Parlando qualche tempo fa alla convention delle donne Ds, Massimo D'Alema ha espresso apprezzamento per le scelte di Zapatero in tema di diritti civili e laicità. Ha anche promesso che la Spagna sarà un punto di riferimento importante per le politiche sociali di un eventuale governo di centrosinistra.
D'Alema non è l'unico a mostrare interesse per il leader del Psoe. Come a suo tempo aveva fatto Blair, Zapatero sta smuovendo le acque del riformismo europeo con iniziative nuove e coraggiose. Qual è il leitmotiv di queste iniziative? Sta emergendo in Spagna un progetto di modernizzazione che possa fornire spunti e lezioni ad altri Paesi?
Il filo conduttore del «modello Zapatero» è stato recentemente indicato dallo stesso primo ministro, in un discorso che ha fatto il punto sul primo biennio di legislatura. A prima vista si tratta del filo «antico» della sinistra: mas igualdad, più eguaglianza. Ma questa espressione sta assumendo nella Spagna di oggi un nuovo significato. L'eguaglianza di Zapatero è una combinazione di «pari opportunità» e «eguali capacità» per tutti i cittadini, nel riconoscimento delle loro diversità come individui. Si tratta di una concezione molto diversa da quella tradizionale della sinistra, imperniata sulla redistribuzione fra grandi aggregati sociali e ben poco attenta alle particolarità individuali.
Un breve elenco delle scelte compiute dal leader Psoe negli ultimi due anni dà immediata concretezza a questa nuova concezione. Innanzitutto otto ministeri su sedici sono stati affidati a dellc donne, inclusa la vicepresidenza del Consiglio. I diritti delle donne sono stati ampliati e rafforzati, correggendo vari punti del codice civile e di quello penale (separazioni, divorzi, violenza domestica). La nuova Ley de Igualdad, attualmente in discussione in Parlamento, garantirà alle donne una presenza non inferiore al 40 per cento nelle liste elettorali, negli organi amininistrativi dello Stato e nei consigli d'amministrazione delle grandi imprese. I diritti civili sono stati ampliati anche sul fronte della riproduzione assistita e delle unioni fra omosessuali, equiparate a quelle eterosessuali. Zapatero ha provocato un vero e proprio choc sul piano delle pari opportunità, con l'esplicito obiettivo di cambiare «la forma de pensar, el caracter mas profùndo» della società spagnola. La promozione delle «eguali capacità» è stata invece perseguita attraverso due ambiziosi progetti di legge sull'istruzione e l'inserimento professionale e sul nuovo sistema nazionale di protezione delle persone non autosufficienti (Ley de dependencia).
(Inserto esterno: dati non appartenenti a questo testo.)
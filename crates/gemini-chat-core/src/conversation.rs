//! Conversation state and the lifecycle of a single turn
//!
//! A turn is started with [`Conversation::begin_chat`] or
//! [`Conversation::begin_workflow`], which enforce the busy gate and insert the
//! placeholder, and ended with the matching `finish_*` call, which either
//! keeps the reply or rolls the placeholder back. Nothing here awaits; the
//! coordinator or a UI event loop drives the service calls in between.

use crate::error::ChatError;
use crate::transcript::{Message, Snapshot, Transcript, TranscriptError};
use crate::workflow::workflow_prompt;

/// Everything the service needs to stream one chat reply
#[derive(Debug, Clone)]
pub struct ChatTurn {
    pub prompt: String,
    /// Turns before the new user message
    pub history: Vec<Message>,
}

/// A structured workflow request for the latest user message
#[derive(Debug, Clone)]
pub struct WorkflowTurn {
    pub task: String,
}

impl WorkflowTurn {
    pub fn prompt(&self) -> String {
        workflow_prompt(&self.task)
    }
}

#[derive(Debug, Default)]
pub struct Conversation {
    transcript: Transcript,
    is_loading: bool,
    error: Option<String>,
}

impl Conversation {
    pub fn new() -> Self {
        Self::default()
    }

    pub fn transcript(&self) -> &Transcript {
        &self.transcript
    }

    pub fn messages(&self) -> &[Message] {
        self.transcript.messages()
    }

    pub fn snapshot(&self) -> Snapshot {
        self.transcript.snapshot()
    }

    pub fn is_loading(&self) -> bool {
        self.is_loading
    }

    pub fn error(&self) -> Option<&str> {
        self.error.as_deref()
    }

    pub fn clear_error(&mut self) {
        self.error = None;
    }

    /// A workflow can be requested once any user message exists
    pub fn can_create_workflow(&self) -> bool {
        !self.is_loading && self.transcript.last_user_message().is_some()
    }

    /// Start a chat turn. Returns `None` (and changes nothing) when busy or
    /// when the prompt is blank.
    pub fn begin_chat(&mut self, prompt: &str) -> Option<ChatTurn> {
        if self.is_loading || prompt.trim().is_empty() {
            return None;
        }

        let history = self.transcript.messages().to_vec();
        self.transcript.append(Message::user(prompt)).ok()?;
        if let Err(e) = self.transcript.append_placeholder(false) {
            tracing::error!("could not open reply placeholder: {}", e);
            let _ = self.transcript.drop_last();
            return None;
        }

        self.error = None;
        self.is_loading = true;
        tracing::debug!(history = history.len(), "chat turn started");

        Some(ChatTurn {
            prompt: prompt.to_string(),
            history,
        })
    }

    /// Append one streamed fragment to the open reply. Empty fragments are
    /// skipped.
    pub fn apply_chunk(&mut self, chunk: &str) -> Result<(), TranscriptError> {
        if chunk.is_empty() {
            return Ok(());
        }
        self.transcript.patch_last(chunk)
    }

    /// End a chat turn, keeping the accumulated reply or rolling it back
    pub fn finish_chat(&mut self, outcome: Result<(), ChatError>) {
        match outcome {
            Ok(()) => self.close_reply(),
            Err(e) => self.fail(format!("Error: {}", e)),
        }
        self.is_loading = false;
    }

    /// Start a workflow turn for the most recent user message
    pub fn begin_workflow(&mut self) -> Option<WorkflowTurn> {
        if self.is_loading {
            return None;
        }
        let task = self.transcript.last_user_message()?.text.clone();

        if let Err(e) = self.transcript.append_placeholder(true) {
            tracing::error!("could not open workflow placeholder: {}", e);
            return None;
        }

        self.error = None;
        self.is_loading = true;
        tracing::debug!("workflow turn started");

        Some(WorkflowTurn { task })
    }

    /// End a workflow turn with the rendered workflow or the failure
    pub fn finish_workflow(&mut self, outcome: Result<String, ChatError>) {
        let result = outcome.and_then(|text| self.transcript.set_last_text(text).map_err(ChatError::from));
        match result {
            Ok(()) => self.close_reply(),
            Err(e) => self.fail(format!("Error generating workflow: Failed to generate workflow. {}", e)),
        }
        self.is_loading = false;
    }

    fn close_reply(&mut self) {
        if let Err(e) = self.transcript.close_last() {
            tracing::error!("reply was not open at completion: {}", e);
        }
    }

    fn fail(&mut self, message: String) {
        tracing::warn!("{}; rolling back placeholder", message);
        if self.transcript.has_open_message() {
            let _ = self.transcript.drop_last();
        }
        self.error = Some(message);
    }
}

#[cfg(test)]
mod tests {
    use super::*;
    use crate::transcript::Role;

    #[test]
    fn test_begin_chat_appends_user_and_placeholder() {
        let mut c = Conversation::new();
        let turn = c.begin_chat("hello").unwrap();

        assert!(turn.history.is_empty());
        assert_eq!(turn.prompt, "hello");
        assert_eq!(c.messages().len(), 2);
        assert_eq!(c.messages()[0], Message::user("hello"));
        assert_eq!(c.messages()[1].role, Role::Model);
        assert_eq!(c.messages()[1].text, "");
        assert!(c.is_loading());
    }

    #[test]
    fn test_history_excludes_live_prompt() {
        let mut c = Conversation::new();
        c.begin_chat("one").unwrap();
        c.apply_chunk("first reply").unwrap();
        c.finish_chat(Ok(()));

        let turn = c.begin_chat("two").unwrap();
        assert_eq!(turn.history, vec![Message::user("one"), Message::model("first reply")]);
    }

    #[test]
    fn test_blank_or_busy_prompt_is_ignored() {
        let mut c = Conversation::new();
        assert!(c.begin_chat("   \n\t").is_none());
        assert!(c.messages().is_empty());

        c.begin_chat("first").unwrap();
        let version = c.transcript().version();
        assert!(c.begin_chat("second").is_none());
        assert!(c.begin_workflow().is_none());
        assert_eq!(c.transcript().version(), version);
        assert_eq!(c.messages().len(), 2);
    }

    #[test]
    fn test_failure_rolls_back_one_entry() {
        let mut c = Conversation::new();
        c.begin_chat("hi").unwrap();
        c.apply_chunk("par").unwrap();
        c.apply_chunk("tial").unwrap();
        c.finish_chat(Err(ChatError::Api {
            status: 500,
            body: "boom".into(),
        }));

        assert_eq!(c.messages(), &[Message::user("hi")]);
        assert!(!c.is_loading());
        assert_eq!(c.error(), Some("Error: Gemini API error 500: boom"));
    }

    #[test]
    fn test_new_turn_clears_error() {
        let mut c = Conversation::new();
        c.begin_chat("hi").unwrap();
        c.finish_chat(Err(ChatError::MissingApiKey));
        assert!(c.error().is_some());

        c.begin_chat("again").unwrap();
        assert!(c.error().is_none());
    }

    #[test]
    fn test_workflow_uses_latest_user_message() {
        let mut c = Conversation::new();
        assert!(!c.can_create_workflow());
        assert!(c.begin_workflow().is_none());

        c.begin_chat("bake bread").unwrap();
        c.finish_chat(Ok(()));
        assert!(c.can_create_workflow());

        let turn = c.begin_workflow().unwrap();
        assert_eq!(turn.task, "bake bread");
        assert!(turn.prompt().ends_with("bake bread"));
        assert!(c.messages().last().unwrap().is_workflow);

        c.finish_workflow(Ok("**Bread**".to_string()));
        let last = c.messages().last().unwrap();
        assert_eq!(last.text, "**Bread**");
        assert!(!c.transcript().has_open_message());
        assert!(!c.is_loading());
    }

    #[test]
    fn test_workflow_failure_restores_transcript() {
        let mut c = Conversation::new();
        c.begin_chat("bake bread").unwrap();
        c.apply_chunk("ok").unwrap();
        c.finish_chat(Ok(()));
        let before = c.messages().to_vec();

        c.begin_workflow().unwrap();
        c.finish_workflow(Err(ChatError::MalformedResponse("missing `steps`".into())));

        assert_eq!(c.messages(), before.as_slice());
        let error = c.error().unwrap();
        assert!(error.starts_with("Error generating workflow: "));
        assert!(error.contains("missing `steps`"));
    }

    #[test]
    fn test_chunk_after_completion_is_rejected() {
        let mut c = Conversation::new();
        c.begin_chat("hi").unwrap();
        c.finish_chat(Ok(()));
        assert_eq!(c.apply_chunk("late"), Err(TranscriptError::NoOpenMessage));
        assert_eq!(c.apply_chunk(""), Ok(()));
    }
}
Qui l'idea è quella, appunto, di parificare (o comunque irrobustire) le capacità individuali, partendo dalle persone più giovani o svantaggiate.
lì modello Zapatero presenta almeno due aspetti, interessanti per la sinistra europea. E’ un progetto di modernizzazione e laicizzazione della cultura e della società, ispirato ai principi della tolleranza e alla valorizzazione della diversità. Ma è anche un progetto di riallineamento politico-sociale. I nuovi diritti individuali incidono infatti trasversalmente rispetto alla tradizionale struttura di classe, mobilitano nuove identità e gruppi sociali (soprattutto donne e giovani), avvicinandoli al Psoe.
A differenza del blairismo, il modello Zapatero manca di una dimensione esplicitamente economica: il discorso su concorrenza, liberalizzazioni, riforma dei mercati resta piuttosto annacquato. E’ vero che la Spagna sta crescendo a ritmi più elevati di altri Paesi europei. Ma come ha recentemente sottolineato la Commissione di Bruxelles l'economia iberica ha comunque bisogno di maggiore apertura. Gli ostacoli alle riforme sono quelli noti: interessi corporativi, resistenze da parte dell'ala dura del sindacato e dei segmenti più tradizionalisti della sinistra. Zapatero è ben consapevole del problema. La sua scommessa sembra però essere questa: scuotere la società, liberarne gli «spiriti civili» e creare in questo modo le condizioni per dinamizzare anche l'economia. E troppo presto per stabilire se si tratta di una scommessa vincente. Se così fosse, il caso spagnolo potrebbe però diventare un bel punto di riferimento per gli altri Paesi sud europei (Italia in testa), caratterizzati da società bloccate e economie stagnanti.